Write the data out again exactly and in full.

____ Data extract

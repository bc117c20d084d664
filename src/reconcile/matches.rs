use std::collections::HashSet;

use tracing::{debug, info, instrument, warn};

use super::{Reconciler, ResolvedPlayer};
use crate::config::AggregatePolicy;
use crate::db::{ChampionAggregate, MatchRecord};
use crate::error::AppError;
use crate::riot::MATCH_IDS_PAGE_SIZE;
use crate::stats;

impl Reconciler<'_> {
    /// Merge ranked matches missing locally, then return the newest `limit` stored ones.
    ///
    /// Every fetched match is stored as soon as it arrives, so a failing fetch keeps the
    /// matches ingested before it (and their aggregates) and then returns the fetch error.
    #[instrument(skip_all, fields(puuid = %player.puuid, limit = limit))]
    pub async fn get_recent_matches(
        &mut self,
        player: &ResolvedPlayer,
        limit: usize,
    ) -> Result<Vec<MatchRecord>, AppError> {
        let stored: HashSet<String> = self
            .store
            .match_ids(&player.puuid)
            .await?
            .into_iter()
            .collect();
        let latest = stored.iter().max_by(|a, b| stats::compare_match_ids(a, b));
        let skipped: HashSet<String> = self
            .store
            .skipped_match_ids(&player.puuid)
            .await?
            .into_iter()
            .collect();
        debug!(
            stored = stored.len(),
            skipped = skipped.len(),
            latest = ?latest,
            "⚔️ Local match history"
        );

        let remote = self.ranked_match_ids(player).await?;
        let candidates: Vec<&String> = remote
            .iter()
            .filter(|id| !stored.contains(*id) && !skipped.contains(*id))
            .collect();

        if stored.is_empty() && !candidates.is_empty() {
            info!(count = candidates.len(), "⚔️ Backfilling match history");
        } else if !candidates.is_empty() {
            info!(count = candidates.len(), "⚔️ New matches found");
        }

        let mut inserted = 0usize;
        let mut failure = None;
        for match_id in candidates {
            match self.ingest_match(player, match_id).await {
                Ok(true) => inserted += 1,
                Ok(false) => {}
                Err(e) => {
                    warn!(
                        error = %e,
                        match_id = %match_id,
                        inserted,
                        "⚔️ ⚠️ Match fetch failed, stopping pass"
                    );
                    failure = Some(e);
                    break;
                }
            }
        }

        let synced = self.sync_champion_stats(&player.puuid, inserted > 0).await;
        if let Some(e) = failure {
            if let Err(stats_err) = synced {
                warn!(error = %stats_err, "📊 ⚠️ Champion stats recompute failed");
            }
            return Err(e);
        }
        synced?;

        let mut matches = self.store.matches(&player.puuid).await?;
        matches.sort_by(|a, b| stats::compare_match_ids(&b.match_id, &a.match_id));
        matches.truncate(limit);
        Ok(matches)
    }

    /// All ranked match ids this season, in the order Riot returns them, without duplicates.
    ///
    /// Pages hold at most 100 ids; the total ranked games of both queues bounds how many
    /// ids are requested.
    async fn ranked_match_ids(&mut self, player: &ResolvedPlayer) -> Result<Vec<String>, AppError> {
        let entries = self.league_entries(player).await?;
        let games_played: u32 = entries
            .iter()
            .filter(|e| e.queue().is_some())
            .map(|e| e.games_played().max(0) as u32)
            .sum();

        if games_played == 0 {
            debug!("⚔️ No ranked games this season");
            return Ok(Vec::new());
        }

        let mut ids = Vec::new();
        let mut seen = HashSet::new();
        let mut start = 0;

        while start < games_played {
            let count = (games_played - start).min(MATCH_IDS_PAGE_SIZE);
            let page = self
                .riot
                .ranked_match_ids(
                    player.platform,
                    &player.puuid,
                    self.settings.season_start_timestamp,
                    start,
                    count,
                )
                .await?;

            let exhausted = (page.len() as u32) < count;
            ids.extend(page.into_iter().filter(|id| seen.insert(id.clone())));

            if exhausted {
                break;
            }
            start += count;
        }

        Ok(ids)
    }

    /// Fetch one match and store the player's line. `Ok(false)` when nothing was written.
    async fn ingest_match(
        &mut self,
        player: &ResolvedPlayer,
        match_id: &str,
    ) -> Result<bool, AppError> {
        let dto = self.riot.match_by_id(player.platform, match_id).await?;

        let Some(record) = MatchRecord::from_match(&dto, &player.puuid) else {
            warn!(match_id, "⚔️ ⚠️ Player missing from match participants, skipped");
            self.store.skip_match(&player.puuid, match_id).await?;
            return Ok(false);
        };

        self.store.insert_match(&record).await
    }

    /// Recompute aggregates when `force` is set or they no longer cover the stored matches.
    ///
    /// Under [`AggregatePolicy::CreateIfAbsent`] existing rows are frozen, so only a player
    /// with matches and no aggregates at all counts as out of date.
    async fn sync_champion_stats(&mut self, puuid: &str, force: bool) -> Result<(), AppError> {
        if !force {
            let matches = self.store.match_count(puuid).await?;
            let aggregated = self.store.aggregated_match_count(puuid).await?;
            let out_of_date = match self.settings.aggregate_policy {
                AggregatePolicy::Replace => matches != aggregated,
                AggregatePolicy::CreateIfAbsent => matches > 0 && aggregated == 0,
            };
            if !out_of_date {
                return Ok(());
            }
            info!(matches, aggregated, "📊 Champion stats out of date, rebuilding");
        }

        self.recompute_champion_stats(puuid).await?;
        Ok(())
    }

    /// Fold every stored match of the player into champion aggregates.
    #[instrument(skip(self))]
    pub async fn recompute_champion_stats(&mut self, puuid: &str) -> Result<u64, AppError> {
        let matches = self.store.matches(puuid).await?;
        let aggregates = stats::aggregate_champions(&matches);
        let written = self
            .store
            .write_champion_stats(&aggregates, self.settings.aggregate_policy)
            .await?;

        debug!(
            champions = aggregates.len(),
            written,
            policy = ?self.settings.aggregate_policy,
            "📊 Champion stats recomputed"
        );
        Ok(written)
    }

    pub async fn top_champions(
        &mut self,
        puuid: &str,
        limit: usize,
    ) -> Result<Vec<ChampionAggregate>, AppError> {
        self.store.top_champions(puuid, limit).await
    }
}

________

Response to the exercise =>
repository bc117c20d084d664
filename src/reconcile/matches.rs
use std::collections::HashSet;

use tracing::{debug, info, instrument, warn};

use super::{Reconciler, ResolvedPlayer};
use crate::config::AggregatePolicy;
use crate::db::{ChampionAggregate, MatchRecord};
use crate::error::AppError;
use crate::riot::MATCH_IDS_PAGE_SIZE;
use crate::stats;

impl Reconciler<'_> {
    /// Merge ranked matches missing locally, then return the newest `limit` stored ones.
    ///
    /// Every fetched match is stored as soon as it arrives, so a failing fetch keeps the
    /// matches ingested before it (and their aggregates) and then returns the fetch error.
    #[instrument(skip_all, fields(puuid = %player.puuid, limit = limit))]
    pub async fn get_recent_matches(
        &mut self,
        player: &ResolvedPlayer,
        limit: usize,
    ) -> Result<Vec<MatchRecord>, AppError> {
        let stored: HashSet<String> = self
            .store
            .match_ids(&player.puuid)
            .await?
            .into_iter()
            .collect();
        let latest = stored.iter().max_by(|a, b| stats::compare_match_ids(a, b));
        let skipped: HashSet<String> = self
            .store
            .skipped_match_ids(&player.puuid)
            .await?
            .into_iter()
            .collect();
        debug!(
            stored = stored.len(),
            skipped = skipped.len(),
            latest = ?latest,
            "⚔️ Local match history"
        );

        let remote = self.ranked_match_ids(player).await?;
        let candidates: Vec<&String> = remote
            .iter()
            .filter(|id| !stored.contains(*id) && !skipped.contains(*id))
            .collect();

        if stored.is_empty() && !candidates.is_empty() {
            info!(count = candidates.len(), "⚔️ Backfilling match history");
        } else if !candidates.is_empty() {
            info!(count = candidates.len(), "⚔️ New matches found");
        }

        let mut inserted = 0usize;
        let mut failure = None;
        for match_id in candidates {
            match self.ingest_match(player, match_id).await {
                Ok(true) => inserted += 1,
                Ok(false) => {}
                Err(e) => {
                    warn!(
                        error = %e,
                        match_id = %match_id,
                        inserted,
                        "⚔️ ⚠️ Match fetch failed, stopping pass"
                    );
                    failure = Some(e);
                    break;
                }
            }
        }

        let synced = self.sync_champion_stats(&player.puuid, inserted > 0).await;
        if let Some(e) = failure {
            if let Err(stats_err) = synced {
                warn!(error = %stats_err, "📊 ⚠️ Champion stats recompute failed");
            }
            return Err(e);
        }
        synced?;

        let mut matches = self.store.matches(&player.puuid).await?;
        matches.sort_by(|a, b| stats::compare_match_ids(&b.match_id, &a.match_id));
        matches.truncate(limit);
        Ok(matches)
    }

    /// All ranked match ids this season, in the order Riot returns them, without duplicates.
    ///
    /// Pages hold at most 100 ids; the total ranked games of both queues bounds how many
    /// ids are requested.
    async fn ranked_match_ids(&mut self, player: &ResolvedPlayer) -> Result<Vec<String>, AppError> {
        let entries = self.league_entries(player).await?;
        let games_played: u32 = entries
            .iter()
            .filter(|e| e.queue().is_some())
            .map(|e| e.games_played().max(0) as u32)
            .sum();

        if games_played == 0 {
            debug!("⚔️ No ranked games this season");
            return Ok(Vec::new());
        }

        let mut ids = Vec::new();
        let mut seen = HashSet::new();
        let mut start = 0;

        while start < games_played {
            let count = (games_played - start).min(MATCH_IDS_PAGE_SIZE);
            let page = self
                .riot
                .ranked_match_ids(
                    player.platform,
                    &player.puuid,
                    self.settings.season_start_timestamp,
                    start,
                    count,
                )
                .await?;

            let exhausted = (page.len() as u32) < count;
            ids.extend(page.into_iter().filter(|id| seen.insert(id.clone())));

            if exhausted {
                break;
            }
            start += count;
        }

        Ok(ids)
    }

    /// Fetch one match and store the player's line. `Ok(false)` when nothing was written.
    async fn ingest_match(
        &mut self,
        player: &ResolvedPlayer,
        match_id: &str,
    ) -> Result<bool, AppError> {
        let dto = self.riot.match_by_id(player.platform, match_id).await?;

        let Some(record) = MatchRecord::from_match(&dto, &player.puuid) else {
            warn!(match_id, "⚔️ ⚠️ Player missing from match participants, skipped");
            self.store.skip_match(&player.puuid, match_id).await?;
            return Ok(false);
        };

        self.store.insert_match(&record).await
    }

    /// Recompute aggregates when `force` is set or they no longer cover the stored matches.
    ///
    /// Under [`AggregatePolicy::CreateIfAbsent`] existing rows are frozen, so only a player
    /// with matches and no aggregates at all counts as out of date.
    async fn sync_champion_stats(&mut self, puuid: &str, force: bool) -> Result<(), AppError> {
        if !force {
            let matches = self.store.match_count(puuid).await?;
            let aggregated = self.store.aggregated_match_count(puuid).await?;
            let out_of_date = match self.settings.aggregate_policy {
                AggregatePolicy::Replace => matches != aggregated,
                AggregatePolicy::CreateIfAbsent => matches > 0 && aggregated == 0,
            };
            if !out_of_date {
                return Ok(());
            }
            info!(matches, aggregated, "📊 Champion stats out of date, rebuilding");
        }

        self.recompute_champion_stats(puuid).await?;
        Ok(())
    }

    /// Fold every stored match of the player into champion aggregates.
    #[instrument(skip(self))]
    pub async fn recompute_champion_stats(&mut self, puuid: &str) -> Result<u64, AppError> {
        let matches = self.store.matches(puuid).await?;
        let aggregates = stats::aggregate_champions(&matches);
        let written = self
            .store
            .write_champion_stats(&aggregates, self.settings.aggregate_policy)
            .await?;

        debug!(
            champions = aggregates.len(),
            written,
            policy = ?self.settings.aggregate_policy,
            "📊 Champion stats recomputed"
        );
        Ok(written)
    }

    pub async fn top_champions(
        &mut self,
        puuid: &str,
        limit: usize,
    ) -> Result<Vec<ChampionAggregate>, AppError> {
        self.store.top_champions(puuid, limit).await
    }
}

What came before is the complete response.